Source data:

+-------+

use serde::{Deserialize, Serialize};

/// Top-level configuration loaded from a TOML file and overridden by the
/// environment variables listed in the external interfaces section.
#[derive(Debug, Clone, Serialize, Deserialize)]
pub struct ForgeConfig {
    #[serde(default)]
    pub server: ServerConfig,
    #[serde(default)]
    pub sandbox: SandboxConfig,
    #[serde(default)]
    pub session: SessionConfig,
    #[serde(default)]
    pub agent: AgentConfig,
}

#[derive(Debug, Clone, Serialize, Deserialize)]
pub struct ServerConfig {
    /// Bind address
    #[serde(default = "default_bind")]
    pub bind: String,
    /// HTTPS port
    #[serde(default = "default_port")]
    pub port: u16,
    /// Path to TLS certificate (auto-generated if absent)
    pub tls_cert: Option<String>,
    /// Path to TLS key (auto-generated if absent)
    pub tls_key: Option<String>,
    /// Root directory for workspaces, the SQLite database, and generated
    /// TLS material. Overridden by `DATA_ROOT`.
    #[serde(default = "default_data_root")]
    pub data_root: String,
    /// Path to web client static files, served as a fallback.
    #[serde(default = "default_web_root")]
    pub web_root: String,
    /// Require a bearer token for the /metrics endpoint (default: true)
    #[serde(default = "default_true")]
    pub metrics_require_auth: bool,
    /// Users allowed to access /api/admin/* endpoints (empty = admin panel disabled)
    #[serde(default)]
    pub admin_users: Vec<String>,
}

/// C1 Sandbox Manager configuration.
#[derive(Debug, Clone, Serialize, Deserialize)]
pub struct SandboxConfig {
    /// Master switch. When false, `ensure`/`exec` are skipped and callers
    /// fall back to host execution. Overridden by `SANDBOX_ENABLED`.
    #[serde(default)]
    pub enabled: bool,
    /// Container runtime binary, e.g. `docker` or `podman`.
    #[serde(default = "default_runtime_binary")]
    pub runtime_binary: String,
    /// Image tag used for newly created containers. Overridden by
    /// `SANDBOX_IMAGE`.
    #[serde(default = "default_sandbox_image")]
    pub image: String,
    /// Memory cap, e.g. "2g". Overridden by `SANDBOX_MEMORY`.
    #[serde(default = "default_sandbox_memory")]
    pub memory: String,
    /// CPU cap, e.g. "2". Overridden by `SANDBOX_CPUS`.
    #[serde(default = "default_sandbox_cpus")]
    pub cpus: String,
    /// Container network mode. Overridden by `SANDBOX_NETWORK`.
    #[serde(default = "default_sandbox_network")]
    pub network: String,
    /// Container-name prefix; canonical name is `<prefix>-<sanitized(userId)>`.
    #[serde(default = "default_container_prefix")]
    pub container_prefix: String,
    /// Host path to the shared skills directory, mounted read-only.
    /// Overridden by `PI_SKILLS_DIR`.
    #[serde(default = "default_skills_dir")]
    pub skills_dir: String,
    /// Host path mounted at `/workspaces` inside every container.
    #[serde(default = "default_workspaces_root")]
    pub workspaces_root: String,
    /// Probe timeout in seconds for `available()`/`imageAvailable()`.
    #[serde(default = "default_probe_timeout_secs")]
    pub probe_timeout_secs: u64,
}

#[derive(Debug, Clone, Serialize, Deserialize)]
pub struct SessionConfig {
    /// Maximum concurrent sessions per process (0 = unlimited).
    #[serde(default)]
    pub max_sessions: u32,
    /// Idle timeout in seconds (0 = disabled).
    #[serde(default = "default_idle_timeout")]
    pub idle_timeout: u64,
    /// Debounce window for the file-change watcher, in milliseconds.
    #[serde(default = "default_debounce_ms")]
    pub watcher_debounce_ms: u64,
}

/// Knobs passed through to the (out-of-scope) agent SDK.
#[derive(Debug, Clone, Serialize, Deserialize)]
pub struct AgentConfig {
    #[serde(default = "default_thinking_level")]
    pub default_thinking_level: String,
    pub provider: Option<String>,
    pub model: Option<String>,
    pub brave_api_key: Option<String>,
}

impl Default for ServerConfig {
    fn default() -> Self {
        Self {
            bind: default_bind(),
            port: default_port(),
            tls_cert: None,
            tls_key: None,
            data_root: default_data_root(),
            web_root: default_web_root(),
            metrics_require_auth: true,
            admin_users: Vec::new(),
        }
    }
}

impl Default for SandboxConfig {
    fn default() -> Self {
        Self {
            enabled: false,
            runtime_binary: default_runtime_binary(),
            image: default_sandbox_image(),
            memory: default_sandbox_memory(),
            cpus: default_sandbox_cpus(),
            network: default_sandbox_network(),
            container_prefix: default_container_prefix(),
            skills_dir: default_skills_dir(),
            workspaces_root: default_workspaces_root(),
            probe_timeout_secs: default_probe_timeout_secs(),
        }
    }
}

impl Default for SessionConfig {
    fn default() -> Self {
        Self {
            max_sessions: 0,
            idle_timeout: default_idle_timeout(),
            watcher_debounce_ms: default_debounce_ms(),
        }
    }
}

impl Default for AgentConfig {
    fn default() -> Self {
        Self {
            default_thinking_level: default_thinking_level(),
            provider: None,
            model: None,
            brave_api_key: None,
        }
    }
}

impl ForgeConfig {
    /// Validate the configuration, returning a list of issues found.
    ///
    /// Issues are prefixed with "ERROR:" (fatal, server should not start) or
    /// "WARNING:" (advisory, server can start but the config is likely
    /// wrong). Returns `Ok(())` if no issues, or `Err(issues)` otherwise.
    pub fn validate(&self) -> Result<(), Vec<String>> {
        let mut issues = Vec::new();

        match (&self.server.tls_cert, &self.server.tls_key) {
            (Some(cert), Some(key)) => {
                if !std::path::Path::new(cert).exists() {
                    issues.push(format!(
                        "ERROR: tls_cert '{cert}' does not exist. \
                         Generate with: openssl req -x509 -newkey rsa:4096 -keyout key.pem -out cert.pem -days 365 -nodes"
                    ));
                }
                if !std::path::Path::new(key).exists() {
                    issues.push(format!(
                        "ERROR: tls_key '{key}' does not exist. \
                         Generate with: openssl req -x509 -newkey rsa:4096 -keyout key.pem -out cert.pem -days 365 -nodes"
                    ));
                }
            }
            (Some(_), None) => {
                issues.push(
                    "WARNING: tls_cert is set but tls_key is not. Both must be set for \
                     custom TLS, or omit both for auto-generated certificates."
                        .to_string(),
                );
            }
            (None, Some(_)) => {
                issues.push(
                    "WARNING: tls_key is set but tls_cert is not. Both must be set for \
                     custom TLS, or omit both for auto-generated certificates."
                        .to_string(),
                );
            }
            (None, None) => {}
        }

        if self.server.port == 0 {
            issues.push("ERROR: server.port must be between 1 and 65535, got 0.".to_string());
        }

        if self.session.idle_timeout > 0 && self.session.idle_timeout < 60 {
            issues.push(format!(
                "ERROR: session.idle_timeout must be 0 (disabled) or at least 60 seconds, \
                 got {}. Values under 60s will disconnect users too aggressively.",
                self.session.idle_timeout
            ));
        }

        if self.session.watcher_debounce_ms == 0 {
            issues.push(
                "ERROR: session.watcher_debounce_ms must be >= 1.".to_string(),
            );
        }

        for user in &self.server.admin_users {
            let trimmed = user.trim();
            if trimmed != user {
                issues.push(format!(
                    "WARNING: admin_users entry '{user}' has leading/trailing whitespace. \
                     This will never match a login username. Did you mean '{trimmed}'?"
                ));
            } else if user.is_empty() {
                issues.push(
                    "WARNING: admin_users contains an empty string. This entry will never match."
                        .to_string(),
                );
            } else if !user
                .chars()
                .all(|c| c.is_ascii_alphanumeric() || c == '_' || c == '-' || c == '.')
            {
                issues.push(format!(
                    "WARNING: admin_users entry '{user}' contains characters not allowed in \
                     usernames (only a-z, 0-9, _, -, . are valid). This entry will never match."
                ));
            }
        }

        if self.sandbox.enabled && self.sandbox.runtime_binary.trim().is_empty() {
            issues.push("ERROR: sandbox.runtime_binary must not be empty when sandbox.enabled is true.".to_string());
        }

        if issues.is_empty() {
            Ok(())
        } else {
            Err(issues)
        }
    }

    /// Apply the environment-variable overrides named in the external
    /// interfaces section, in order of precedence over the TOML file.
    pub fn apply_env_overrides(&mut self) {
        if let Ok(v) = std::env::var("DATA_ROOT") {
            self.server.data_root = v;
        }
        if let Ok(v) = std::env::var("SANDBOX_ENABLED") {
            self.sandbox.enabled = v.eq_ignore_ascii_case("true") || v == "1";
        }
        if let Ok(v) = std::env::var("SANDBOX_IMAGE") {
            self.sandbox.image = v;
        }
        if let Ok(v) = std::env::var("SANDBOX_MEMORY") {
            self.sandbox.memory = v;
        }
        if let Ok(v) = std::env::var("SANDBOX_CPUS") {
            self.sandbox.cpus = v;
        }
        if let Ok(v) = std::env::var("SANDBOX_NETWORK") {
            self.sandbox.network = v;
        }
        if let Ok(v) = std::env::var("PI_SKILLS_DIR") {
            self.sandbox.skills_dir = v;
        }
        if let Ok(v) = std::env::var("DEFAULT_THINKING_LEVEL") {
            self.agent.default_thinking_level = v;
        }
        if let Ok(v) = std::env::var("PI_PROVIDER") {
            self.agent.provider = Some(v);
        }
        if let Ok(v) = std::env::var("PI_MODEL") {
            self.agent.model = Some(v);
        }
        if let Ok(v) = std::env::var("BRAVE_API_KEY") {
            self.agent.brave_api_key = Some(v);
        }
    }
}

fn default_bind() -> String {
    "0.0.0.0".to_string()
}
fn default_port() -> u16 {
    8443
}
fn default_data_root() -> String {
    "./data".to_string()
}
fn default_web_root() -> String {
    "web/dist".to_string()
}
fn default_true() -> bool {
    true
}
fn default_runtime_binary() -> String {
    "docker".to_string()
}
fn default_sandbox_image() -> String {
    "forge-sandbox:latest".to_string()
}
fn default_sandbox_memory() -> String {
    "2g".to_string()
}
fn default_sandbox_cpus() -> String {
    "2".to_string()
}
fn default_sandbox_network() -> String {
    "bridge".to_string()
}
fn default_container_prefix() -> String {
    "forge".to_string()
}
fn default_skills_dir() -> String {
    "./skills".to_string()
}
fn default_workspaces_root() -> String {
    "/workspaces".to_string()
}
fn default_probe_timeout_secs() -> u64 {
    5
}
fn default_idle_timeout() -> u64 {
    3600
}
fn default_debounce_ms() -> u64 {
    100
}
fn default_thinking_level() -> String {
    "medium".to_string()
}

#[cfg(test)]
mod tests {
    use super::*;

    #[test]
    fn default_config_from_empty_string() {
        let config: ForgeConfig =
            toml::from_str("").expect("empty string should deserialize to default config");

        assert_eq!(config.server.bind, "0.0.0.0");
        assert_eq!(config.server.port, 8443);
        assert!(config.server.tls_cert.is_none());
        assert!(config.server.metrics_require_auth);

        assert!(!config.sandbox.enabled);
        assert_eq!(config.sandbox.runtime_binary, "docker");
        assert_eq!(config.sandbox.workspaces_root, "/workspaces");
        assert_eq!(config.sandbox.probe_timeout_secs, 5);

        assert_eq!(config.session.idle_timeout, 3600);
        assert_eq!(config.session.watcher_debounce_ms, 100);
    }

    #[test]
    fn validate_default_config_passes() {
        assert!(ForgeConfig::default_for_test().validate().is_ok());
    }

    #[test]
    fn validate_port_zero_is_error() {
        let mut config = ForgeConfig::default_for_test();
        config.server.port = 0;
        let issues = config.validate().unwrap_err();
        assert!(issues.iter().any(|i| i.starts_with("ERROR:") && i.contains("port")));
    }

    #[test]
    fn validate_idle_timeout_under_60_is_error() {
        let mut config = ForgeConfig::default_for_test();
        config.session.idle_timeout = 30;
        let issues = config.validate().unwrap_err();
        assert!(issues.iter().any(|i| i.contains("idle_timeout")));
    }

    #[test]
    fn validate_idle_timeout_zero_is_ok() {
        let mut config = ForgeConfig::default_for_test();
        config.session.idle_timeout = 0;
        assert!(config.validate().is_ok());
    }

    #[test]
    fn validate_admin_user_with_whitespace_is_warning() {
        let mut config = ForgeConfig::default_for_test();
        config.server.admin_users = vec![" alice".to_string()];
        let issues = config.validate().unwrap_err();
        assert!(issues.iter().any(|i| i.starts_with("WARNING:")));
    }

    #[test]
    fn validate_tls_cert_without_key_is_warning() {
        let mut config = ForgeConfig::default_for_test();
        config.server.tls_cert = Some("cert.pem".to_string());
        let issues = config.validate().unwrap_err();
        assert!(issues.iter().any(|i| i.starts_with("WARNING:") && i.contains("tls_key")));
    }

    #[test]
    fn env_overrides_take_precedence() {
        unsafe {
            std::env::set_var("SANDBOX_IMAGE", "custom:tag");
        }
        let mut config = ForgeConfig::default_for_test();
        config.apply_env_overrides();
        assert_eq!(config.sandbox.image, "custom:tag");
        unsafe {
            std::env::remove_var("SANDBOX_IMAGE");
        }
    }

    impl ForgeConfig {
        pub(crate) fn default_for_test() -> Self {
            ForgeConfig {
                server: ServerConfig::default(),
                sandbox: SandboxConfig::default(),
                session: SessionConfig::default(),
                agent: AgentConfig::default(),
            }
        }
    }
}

+-------+

Instructions for the task: Every line above in which the word "AgentConfig" occurs is to be copied.

The answer:
    pub agent: AgentConfig,
pub struct AgentConfig {
impl Default for AgentConfig {
                agent: AgentConfig::default(),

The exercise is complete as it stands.